-- Opening Marker --

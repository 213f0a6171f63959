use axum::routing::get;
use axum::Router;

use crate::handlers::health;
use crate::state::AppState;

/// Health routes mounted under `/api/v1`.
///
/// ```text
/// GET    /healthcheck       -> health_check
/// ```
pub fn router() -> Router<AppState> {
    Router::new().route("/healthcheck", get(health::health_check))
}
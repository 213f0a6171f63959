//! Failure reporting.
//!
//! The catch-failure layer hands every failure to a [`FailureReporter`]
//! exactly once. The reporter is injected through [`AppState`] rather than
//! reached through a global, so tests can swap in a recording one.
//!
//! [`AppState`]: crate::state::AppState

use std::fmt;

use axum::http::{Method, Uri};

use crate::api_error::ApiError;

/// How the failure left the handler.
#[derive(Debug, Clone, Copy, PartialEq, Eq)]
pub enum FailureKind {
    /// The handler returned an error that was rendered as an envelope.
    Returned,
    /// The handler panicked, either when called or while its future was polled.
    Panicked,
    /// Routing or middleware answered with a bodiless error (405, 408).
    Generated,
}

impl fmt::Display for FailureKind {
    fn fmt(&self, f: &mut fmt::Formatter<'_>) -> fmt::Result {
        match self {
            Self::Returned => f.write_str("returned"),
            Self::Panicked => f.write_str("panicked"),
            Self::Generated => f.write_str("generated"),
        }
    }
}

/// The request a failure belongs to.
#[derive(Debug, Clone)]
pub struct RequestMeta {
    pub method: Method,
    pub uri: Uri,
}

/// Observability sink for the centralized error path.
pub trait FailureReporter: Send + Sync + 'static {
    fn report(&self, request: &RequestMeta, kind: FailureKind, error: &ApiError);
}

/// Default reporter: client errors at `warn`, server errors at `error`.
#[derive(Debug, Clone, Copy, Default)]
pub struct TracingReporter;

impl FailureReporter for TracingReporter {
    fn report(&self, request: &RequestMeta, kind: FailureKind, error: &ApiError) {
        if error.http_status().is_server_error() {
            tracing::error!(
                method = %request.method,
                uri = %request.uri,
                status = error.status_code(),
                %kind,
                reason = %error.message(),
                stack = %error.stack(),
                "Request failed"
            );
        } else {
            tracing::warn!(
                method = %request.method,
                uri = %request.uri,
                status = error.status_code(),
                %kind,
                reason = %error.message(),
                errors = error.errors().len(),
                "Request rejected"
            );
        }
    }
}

-- Closing Marker --
-- Opening Marker --

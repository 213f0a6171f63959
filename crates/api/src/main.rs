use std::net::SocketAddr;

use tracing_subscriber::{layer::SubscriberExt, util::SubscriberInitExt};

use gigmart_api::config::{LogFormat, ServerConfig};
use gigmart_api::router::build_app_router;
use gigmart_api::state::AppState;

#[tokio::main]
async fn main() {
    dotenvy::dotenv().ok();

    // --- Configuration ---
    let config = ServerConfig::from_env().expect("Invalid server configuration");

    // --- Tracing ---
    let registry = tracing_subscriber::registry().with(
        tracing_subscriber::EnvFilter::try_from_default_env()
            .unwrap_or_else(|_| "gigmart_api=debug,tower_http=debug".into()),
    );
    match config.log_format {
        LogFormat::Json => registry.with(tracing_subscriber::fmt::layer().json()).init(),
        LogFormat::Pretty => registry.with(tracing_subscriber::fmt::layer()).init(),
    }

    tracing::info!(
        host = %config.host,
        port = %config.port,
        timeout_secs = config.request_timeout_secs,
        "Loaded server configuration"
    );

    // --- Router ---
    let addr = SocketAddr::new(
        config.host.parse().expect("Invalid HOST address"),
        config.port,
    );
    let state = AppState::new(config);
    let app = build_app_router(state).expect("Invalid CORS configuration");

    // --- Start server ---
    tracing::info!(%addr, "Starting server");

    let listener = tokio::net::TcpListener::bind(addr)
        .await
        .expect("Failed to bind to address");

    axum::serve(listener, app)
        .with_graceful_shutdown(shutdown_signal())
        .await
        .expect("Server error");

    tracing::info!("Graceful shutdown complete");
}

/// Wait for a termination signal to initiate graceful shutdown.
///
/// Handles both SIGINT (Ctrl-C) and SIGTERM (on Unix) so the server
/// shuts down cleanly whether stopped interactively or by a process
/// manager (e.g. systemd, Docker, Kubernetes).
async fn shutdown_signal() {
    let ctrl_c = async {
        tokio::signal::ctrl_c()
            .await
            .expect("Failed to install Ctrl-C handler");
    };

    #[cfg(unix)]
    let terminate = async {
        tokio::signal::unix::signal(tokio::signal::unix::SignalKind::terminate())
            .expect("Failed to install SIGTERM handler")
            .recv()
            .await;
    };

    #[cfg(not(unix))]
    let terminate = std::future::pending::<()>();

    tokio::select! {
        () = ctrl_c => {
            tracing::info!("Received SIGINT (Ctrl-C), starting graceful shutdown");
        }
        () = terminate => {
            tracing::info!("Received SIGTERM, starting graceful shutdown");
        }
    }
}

-- Closing Marker --

__How to complete this task__
Within the material above, output exactly the lines from the one with "let terminate = async" through the one with "let terminate = std::future::pending::<()>();", end lines included, and nothing besides.

__Solved exercise__
    let terminate = async {
        tokio::signal::unix::signal(tokio::signal::unix::SignalKind::terminate())
            .expect("Failed to install SIGTERM handler")
            .recv()
            .await;
    };

    #[cfg(not(unix))]
    let terminate = std::future::pending::<()>();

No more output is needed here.